2. Materials and Methods

2.1. Study Population

We retrospectively analyzed data from the Smart clinical data warehouse (CDW) of Hallym University Medical Center (HUMC) from January 2011 to September 2021. The Smart CDW, which is based on the QlikView Elite Solution Provider (Qlik Technologies Inc., Radnor, PA, USA), is used at the five hospitals of the HUMC and provides analysis of electronic medical record text data, as well as integrated analysis of “fixed” data. The study subjects were patients aged ≥18 years who underwent lumbar spinal fusion surgery under general anesthesia during the 11-year study period (1 January 2011–30 September 2021). Exclusion criteria included the development of delirium before surgery, unconsciousness before surgery, undergoing another surgery simultaneously, undergoing sedation after surgery, undergoing ventilator therapy after surgery, and missing medical records. This study was approved by the Clinical Research Ethics Committee of Chuncheon Sacred Heart Hospital, Hallym University (IRB No. 2021-09-005). Since only de-identified data were used in this study, the review board waived the requirement for informed consent.

2.2. Data Collection and Parameters

POD patients were defined as those who received postoperative psychiatric counseling and they had shown specific symptoms and signs of delirium, according to the consultation notes [20]. POD was assessed daily by a nurse using the short-form Korean Nursing Delirium Screening Scale [21]. When a nurse suspected POD, the patient received psychiatric counseling and the POD diagnosis was confirmed. We created a list of words indicating specific symptoms that was based on electronic medical records (Supplementary Table S1). We collected the medical records, including nursing notes and request notes for consultation with a psychiatrist within 48 h after surgery. When the psychiatrist responded to the request for consultation, POD was confirmed, and the participant was included in the POD group. Other neuropsychiatric patients with symptoms similar to delirium could be excluded on the basis of the list.

We collected the results of preoperative peripheral blood tests within 1 week before surgery to investigate preoperative inflammatory markers, including the complete blood cell count, CRP, and albumin levels. The NLR was calculated by dividing the number of neutrophils by the number of lymphocytes, the MLR was determined by dividing the number of monocytes by the number of lymphocytes, and the PLR was calculated by dividing the number of platelets by the number of lymphocytes. Additionally, the CAR was calculated by dividing the CRP level by the albumin level.

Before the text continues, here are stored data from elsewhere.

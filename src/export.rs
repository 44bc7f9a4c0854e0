use crate::artifact::MediaArtifact;
use crate::config::ExportConfig;
use crate::error::ExportError;
use async_trait::async_trait;
use std::path::{Path, PathBuf};
use tracing::info;

/// Name under which recordings are offered for saving
pub const SAVED_RECORDING_NAME: &str = "recorded-video.mp4";

/// Hands an artifact to the user as a file
#[async_trait]
pub trait FileExporter: Send + Sync {
    async fn offer(&self, artifact: &MediaArtifact, file_name: &str) -> Result<PathBuf, ExportError>;
}

/// Writes artifacts into a directory, replacing any file of the same name
pub struct DirectoryExporter {
    directory: PathBuf,
}

impl DirectoryExporter {
    pub fn new<P: AsRef<Path>>(directory: P) -> Self {
        Self {
            directory: directory.as_ref().to_path_buf(),
        }
    }

    pub fn from_config(config: &ExportConfig) -> Self {
        Self::new(&config.directory)
    }

    pub fn directory(&self) -> &Path {
        &self.directory
    }
}

#[async_trait]
impl FileExporter for DirectoryExporter {
    async fn offer(&self, artifact: &MediaArtifact, file_name: &str) -> Result<PathBuf, ExportError> {
        let path = self.directory.join(file_name);
        let write_error = |source| ExportError::Write {
            path: path.display().to_string(),
            source,
        };

        tokio::fs::create_dir_all(&self.directory)
            .await
            .map_err(write_error)?;
        tokio::fs::write(&path, artifact.payload())
            .await
            .map_err(write_error)?;

        info!("Saved {} bytes to {}", artifact.len(), path.display());
        Ok(path)
    }
}

#[cfg(test)]
mod tests {
    use super::*;
    use bytes::Bytes;

    #[tokio::test]
    async fn test_offer_writes_file() {
        let dir = tempfile::tempdir().unwrap();
        let exporter = DirectoryExporter::new(dir.path().join("nested"));
        let artifact = MediaArtifact::new(Bytes::from_static(b"movie"), "video/mp4", "x.mp4");

        let path = exporter.offer(&artifact, SAVED_RECORDING_NAME).await.unwrap();
        assert_eq!(path, dir.path().join("nested").join("recorded-video.mp4"));
        assert_eq!(tokio::fs::read(&path).await.unwrap(), b"movie");
    }

    #[tokio::test]
    async fn test_offer_overwrites_previous_save() {
        let dir = tempfile::tempdir().unwrap();
        let exporter = DirectoryExporter::new(dir.path());

        let first = MediaArtifact::new(Bytes::from_static(b"first"), "video/mp4", "a.mp4");
        let second = MediaArtifact::new(Bytes::from_static(b"second"), "video/mp4", "b.mp4");
        exporter.offer(&first, SAVED_RECORDING_NAME).await.unwrap();
        let path = exporter.offer(&second, SAVED_RECORDING_NAME).await.unwrap();

        assert_eq!(tokio::fs::read(&path).await.unwrap(), b"second");
    }

    #[tokio::test]
    async fn test_offer_into_file_path_fails() {
        let dir = tempfile::tempdir().unwrap();
        let blocker = dir.path().join("blocker");
        tokio::fs::write(&blocker, b"x").await.unwrap();

        let exporter = DirectoryExporter::new(&blocker);
        let artifact = MediaArtifact::new(Bytes::from_static(b"movie"), "video/mp4", "x.mp4");
        let err = exporter.offer(&artifact, SAVED_RECORDING_NAME).await.unwrap_err();
        assert!(matches!(err, ExportError::Write { .. }));
    }
}
use crate::error::Result;
use crate::events::{ClipcastEvent, ControlAction, EventBus};
use crate::recording::RecordingAction;
use crossterm::event::{self, Event, KeyCode, KeyEventKind};
use crossterm::terminal::{disable_raw_mode, enable_raw_mode};
use std::sync::Arc;
use std::time::{Duration, SystemTime};
use tokio::task;
use tokio_util::sync::CancellationToken;
use tracing::{debug, error, info, warn};

/// What a key press asks for
#[derive(Debug, Clone, Copy, PartialEq, Eq)]
pub enum KeyCommand {
    Control(ControlAction),
    Quit,
}

/// Key bindings of the interactive recorder
pub fn command_for_key(code: KeyCode) -> Option<KeyCommand> {
    match code {
        KeyCode::Char(' ') => Some(KeyCommand::Control(ControlAction::TogglePause)),
        KeyCode::Char('r') => Some(KeyCommand::Control(ControlAction::Recording(
            RecordingAction::Start,
        ))),
        KeyCode::Char('s') => Some(KeyCommand::Control(ControlAction::Recording(
            RecordingAction::Stop,
        ))),
        KeyCode::Char('c') => Some(KeyCommand::Control(ControlAction::SwitchCamera)),
        KeyCode::Char('u') => Some(KeyCommand::Control(ControlAction::Upload)),
        KeyCode::Char('w') => Some(KeyCommand::Control(ControlAction::Save)),
        KeyCode::Char('q') | KeyCode::Esc => Some(KeyCommand::Quit),
        _ => None,
    }
}

/// Terminal keyboard control surface for the recorder
pub struct KeyboardInputHandler {
    event_bus: Arc<EventBus>,
    cancellation_token: CancellationToken,
}

impl KeyboardInputHandler {
    pub fn new(event_bus: Arc<EventBus>) -> Self {
        Self {
            event_bus,
            cancellation_token: CancellationToken::new(),
        }
    }

    /// Start listening for keyboard input
    pub async fn start(&self) -> Result<()> {
        info!(
            "Keys: r start, SPACE pause/resume, s stop, c switch camera, u upload, w save, q quit"
        );

        let event_bus = Arc::clone(&self.event_bus);
        let cancellation_token = self.cancellation_token.clone();

        task::spawn_blocking(move || {
            if let Err(e) = enable_raw_mode() {
                error!("Failed to enable raw mode for keyboard input: {}", e);
                return;
            }

            debug!("Raw mode enabled - keyboard handler active");

            loop {
                if cancellation_token.is_cancelled() {
                    debug!("Keyboard input handler stopping");
                    break;
                }

                match event::poll(Duration::from_millis(100)) {
                    Ok(true) => {
                        let Ok(Event::Key(key_event)) = event::read() else {
                            continue;
                        };
                        // Only handle key press events (not release)
                        if key_event.kind != KeyEventKind::Press {
                            continue;
                        }

                        match command_for_key(key_event.code) {
                            Some(KeyCommand::Control(action)) => {
                                debug!("Key {:?} -> {:?}", key_event.code, action);
                                event_bus.publish(ClipcastEvent::ControlRequested { action });
                            }
                            Some(KeyCommand::Quit) => {
                                info!("Quit key pressed - requesting shutdown");
                                event_bus.publish(ClipcastEvent::ShutdownRequested {
                                    timestamp: SystemTime::now(),
                                    reason: "User requested via keyboard".to_string(),
                                });
                                break;
                            }
                            None => debug!("Key pressed: {:?}", key_event.code),
                        }
                    }
                    Ok(false) => {}
                    Err(e) => {
                        warn!("Error polling for keyboard events: {}", e);
                    }
                }
            }

            if let Err(e) = disable_raw_mode() {
                error!("Failed to disable raw mode: {}", e);
            } else {
                debug!("Raw mode disabled");
            }

            debug!("Keyboard input handler task exited");
        });

        Ok(())
    }

    /// Stop the keyboard input handler
    pub async fn stop(&self) -> Result<()> {
        debug!("Stopping keyboard input handler");
        self.cancellation_token.cancel();

        // Give the task a moment to clean up and disable raw mode
        tokio::time::sleep(Duration::from_millis(200)).await;

        // Ensure raw mode is disabled even if the task didn't clean up properly
        let _ = disable_raw_mode();

        Ok(())
    }
}

#[cfg(test)]
mod tests {
    use super::*;

    #[test]
    fn test_key_bindings() {
        assert_eq!(
            command_for_key(KeyCode::Char(' ')),
            Some(KeyCommand::Control(ControlAction::TogglePause))
        );
        assert_eq!(
            command_for_key(KeyCode::Char('s')),
            Some(KeyCommand::Control(ControlAction::Recording(
                RecordingAction::Stop
            )))
        );
        assert_eq!(
            command_for_key(KeyCode::Char('c')),
            Some(KeyCommand::Control(ControlAction::SwitchCamera))
        );
        assert_eq!(command_for_key(KeyCode::Esc), Some(KeyCommand::Quit));
        assert_eq!(command_for_key(KeyCode::Char('x')), None);
    }

    #[tokio::test]
    async fn test_keyboard_handler_stop() {
        let event_bus = Arc::new(EventBus::new(100));
        let handler = KeyboardInputHandler::new(event_bus);

        handler.stop().await.unwrap();
        assert!(handler.cancellation_token.is_cancelled());
    }
}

Other perioperative variables were adjusted to prevent bias. The covariates included the patient’s general characteristics, preoperative comorbidities and medications, and characteristics of the anesthetics and surgery. The preoperative variables were age; gender; body mass index; American Society of Anesthesiology physical status > 2; emergency surgery; preoperative comorbidities such as hypertension (HTN), diabetes, heart disease, stroke, cancer, Parkinson’s disease, dementia, depression, kidney disease, liver disease, insomnia, and sleep disorder; medications used before surgery (including calcium channel blockers, beta-blockers, angiotensin-converting enzyme inhibitors, angiotensin-receptor blockers, anti-depressants, hypnotics, antipsychotics, non-steroidal anti-inflammatory drugs, and analgesics, and excepting non-steroidal anti-inflammatory drugs, muscle relaxants, steroids, anti-platelet agents, anti-coagulants, anti-hyperlipidemic drugs, antihistamines, H2-blockers, and miscellaneous); alcohol use; and smoking, We created a list of drugs (Supplementary Table S2).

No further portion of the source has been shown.